- _Information supplied_:
==========

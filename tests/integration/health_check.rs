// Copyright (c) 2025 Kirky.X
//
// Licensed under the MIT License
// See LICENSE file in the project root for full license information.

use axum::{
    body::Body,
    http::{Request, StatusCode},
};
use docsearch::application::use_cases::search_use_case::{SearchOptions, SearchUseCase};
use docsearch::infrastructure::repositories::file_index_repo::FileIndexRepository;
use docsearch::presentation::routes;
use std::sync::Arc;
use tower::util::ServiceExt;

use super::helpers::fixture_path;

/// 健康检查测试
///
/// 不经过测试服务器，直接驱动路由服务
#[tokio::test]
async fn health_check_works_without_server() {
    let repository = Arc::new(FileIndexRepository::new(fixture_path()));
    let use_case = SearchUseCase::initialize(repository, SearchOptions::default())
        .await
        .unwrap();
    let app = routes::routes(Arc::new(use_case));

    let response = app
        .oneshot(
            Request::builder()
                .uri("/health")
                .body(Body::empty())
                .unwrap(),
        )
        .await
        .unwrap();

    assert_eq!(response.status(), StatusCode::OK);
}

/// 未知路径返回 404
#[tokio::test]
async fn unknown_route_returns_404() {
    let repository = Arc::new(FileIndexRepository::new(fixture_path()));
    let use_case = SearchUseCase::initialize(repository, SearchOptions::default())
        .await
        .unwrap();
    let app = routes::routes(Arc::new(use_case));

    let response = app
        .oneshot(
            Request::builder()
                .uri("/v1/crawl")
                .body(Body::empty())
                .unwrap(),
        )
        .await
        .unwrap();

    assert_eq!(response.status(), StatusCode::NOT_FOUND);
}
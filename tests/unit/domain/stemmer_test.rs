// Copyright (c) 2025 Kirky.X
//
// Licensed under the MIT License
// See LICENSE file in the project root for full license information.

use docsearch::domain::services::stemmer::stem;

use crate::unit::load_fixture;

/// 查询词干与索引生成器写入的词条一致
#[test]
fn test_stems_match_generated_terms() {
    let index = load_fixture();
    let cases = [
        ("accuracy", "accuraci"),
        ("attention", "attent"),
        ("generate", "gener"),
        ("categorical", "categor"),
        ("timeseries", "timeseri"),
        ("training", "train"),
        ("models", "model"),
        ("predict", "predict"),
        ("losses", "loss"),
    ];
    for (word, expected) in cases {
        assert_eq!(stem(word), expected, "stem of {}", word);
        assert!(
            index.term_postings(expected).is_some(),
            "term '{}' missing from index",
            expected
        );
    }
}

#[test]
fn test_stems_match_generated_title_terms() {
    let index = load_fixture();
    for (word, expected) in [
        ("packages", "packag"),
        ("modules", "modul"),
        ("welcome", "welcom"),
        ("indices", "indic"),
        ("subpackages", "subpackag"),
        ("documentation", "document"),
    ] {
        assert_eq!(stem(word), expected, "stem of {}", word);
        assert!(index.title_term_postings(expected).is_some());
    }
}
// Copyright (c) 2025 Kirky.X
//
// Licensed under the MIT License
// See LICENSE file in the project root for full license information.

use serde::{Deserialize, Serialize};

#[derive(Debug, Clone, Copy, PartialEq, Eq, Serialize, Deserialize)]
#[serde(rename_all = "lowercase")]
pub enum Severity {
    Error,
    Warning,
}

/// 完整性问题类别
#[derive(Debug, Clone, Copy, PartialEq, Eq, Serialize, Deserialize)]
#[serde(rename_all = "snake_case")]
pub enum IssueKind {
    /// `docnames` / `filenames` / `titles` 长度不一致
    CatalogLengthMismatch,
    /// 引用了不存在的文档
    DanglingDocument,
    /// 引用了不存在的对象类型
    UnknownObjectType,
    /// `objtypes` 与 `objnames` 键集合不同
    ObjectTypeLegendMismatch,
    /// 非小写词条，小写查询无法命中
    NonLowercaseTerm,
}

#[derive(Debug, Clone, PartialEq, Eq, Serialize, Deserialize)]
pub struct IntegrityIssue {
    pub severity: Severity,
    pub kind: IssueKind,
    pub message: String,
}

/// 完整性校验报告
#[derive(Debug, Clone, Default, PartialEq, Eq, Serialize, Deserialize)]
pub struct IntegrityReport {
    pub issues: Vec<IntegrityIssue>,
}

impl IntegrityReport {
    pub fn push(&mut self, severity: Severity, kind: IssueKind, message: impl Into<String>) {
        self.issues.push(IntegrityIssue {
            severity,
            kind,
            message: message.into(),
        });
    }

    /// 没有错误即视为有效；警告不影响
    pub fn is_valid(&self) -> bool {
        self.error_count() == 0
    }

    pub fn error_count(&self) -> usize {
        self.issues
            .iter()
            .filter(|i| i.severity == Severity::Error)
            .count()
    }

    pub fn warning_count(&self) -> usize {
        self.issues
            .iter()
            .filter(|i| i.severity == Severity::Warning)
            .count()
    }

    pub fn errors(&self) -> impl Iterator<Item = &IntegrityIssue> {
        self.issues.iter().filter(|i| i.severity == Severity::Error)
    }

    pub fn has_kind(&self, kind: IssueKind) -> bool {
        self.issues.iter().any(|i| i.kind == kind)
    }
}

==========

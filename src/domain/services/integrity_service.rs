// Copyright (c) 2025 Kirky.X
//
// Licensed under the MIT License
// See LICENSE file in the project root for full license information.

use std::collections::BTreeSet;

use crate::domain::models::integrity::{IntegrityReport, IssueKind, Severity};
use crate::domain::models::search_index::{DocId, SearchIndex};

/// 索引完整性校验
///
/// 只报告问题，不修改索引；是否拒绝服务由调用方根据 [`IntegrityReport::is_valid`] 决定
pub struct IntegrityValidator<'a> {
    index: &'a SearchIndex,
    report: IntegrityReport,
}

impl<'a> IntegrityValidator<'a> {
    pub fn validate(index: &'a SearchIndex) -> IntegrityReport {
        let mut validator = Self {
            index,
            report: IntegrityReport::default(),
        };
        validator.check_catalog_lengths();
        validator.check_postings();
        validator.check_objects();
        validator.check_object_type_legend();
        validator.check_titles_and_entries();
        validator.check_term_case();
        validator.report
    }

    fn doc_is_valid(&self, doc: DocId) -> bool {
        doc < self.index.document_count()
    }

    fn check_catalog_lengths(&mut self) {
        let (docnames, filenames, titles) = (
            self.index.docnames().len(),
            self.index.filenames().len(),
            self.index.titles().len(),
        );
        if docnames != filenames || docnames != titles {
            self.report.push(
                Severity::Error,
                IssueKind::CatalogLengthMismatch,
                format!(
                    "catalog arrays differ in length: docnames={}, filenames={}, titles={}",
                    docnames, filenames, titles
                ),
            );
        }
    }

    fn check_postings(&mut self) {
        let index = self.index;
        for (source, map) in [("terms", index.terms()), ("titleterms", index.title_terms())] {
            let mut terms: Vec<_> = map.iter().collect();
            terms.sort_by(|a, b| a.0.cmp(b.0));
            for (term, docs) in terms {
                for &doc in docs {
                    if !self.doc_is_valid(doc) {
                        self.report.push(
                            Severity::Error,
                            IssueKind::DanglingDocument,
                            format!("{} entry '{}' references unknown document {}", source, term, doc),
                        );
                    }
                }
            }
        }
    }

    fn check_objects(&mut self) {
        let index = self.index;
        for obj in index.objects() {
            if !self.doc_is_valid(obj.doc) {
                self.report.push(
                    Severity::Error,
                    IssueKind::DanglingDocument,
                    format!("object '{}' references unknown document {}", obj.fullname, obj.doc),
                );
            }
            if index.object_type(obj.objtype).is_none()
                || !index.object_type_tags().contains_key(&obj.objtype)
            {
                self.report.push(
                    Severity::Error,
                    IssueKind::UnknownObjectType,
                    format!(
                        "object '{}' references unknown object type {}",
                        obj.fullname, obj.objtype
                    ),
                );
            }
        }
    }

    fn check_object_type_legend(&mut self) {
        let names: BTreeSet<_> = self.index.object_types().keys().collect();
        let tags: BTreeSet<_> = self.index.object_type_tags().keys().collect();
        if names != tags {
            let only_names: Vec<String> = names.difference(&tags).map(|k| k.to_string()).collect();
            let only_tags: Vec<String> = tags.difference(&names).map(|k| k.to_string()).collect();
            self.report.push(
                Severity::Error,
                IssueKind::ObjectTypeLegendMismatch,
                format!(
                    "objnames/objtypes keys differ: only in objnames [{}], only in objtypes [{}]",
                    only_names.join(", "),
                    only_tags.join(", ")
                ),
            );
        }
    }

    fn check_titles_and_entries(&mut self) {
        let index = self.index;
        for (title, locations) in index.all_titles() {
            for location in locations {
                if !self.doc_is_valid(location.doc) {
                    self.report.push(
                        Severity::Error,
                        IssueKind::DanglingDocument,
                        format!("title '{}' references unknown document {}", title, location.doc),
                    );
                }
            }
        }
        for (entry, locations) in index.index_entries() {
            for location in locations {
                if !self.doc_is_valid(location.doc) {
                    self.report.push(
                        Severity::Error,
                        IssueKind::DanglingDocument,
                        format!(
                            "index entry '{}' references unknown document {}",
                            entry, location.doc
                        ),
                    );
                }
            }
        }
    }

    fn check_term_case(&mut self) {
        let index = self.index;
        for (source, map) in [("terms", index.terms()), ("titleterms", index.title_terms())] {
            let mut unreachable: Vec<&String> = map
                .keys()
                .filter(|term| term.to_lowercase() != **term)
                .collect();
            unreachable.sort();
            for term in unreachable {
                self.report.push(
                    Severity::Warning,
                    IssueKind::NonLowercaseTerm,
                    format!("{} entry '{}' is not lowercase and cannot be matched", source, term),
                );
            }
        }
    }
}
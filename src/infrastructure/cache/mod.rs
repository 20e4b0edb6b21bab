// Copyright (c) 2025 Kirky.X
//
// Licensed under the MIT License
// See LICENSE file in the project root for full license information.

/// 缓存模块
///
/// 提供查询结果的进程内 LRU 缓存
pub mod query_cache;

==========

- _Work item_: Could you reproduce exactly the lines of the entries above, from the one with "obj.fullname, obj.objtype" through the one with "let names: BTreeSet<_>", and nothing else?

- _Exercise result_:
                        obj.fullname, obj.objtype
                    ),
                );
            }
        }
    }

    fn check_object_type_legend(&mut self) {
        let names: BTreeSet<_> = self.index.object_types().keys().collect();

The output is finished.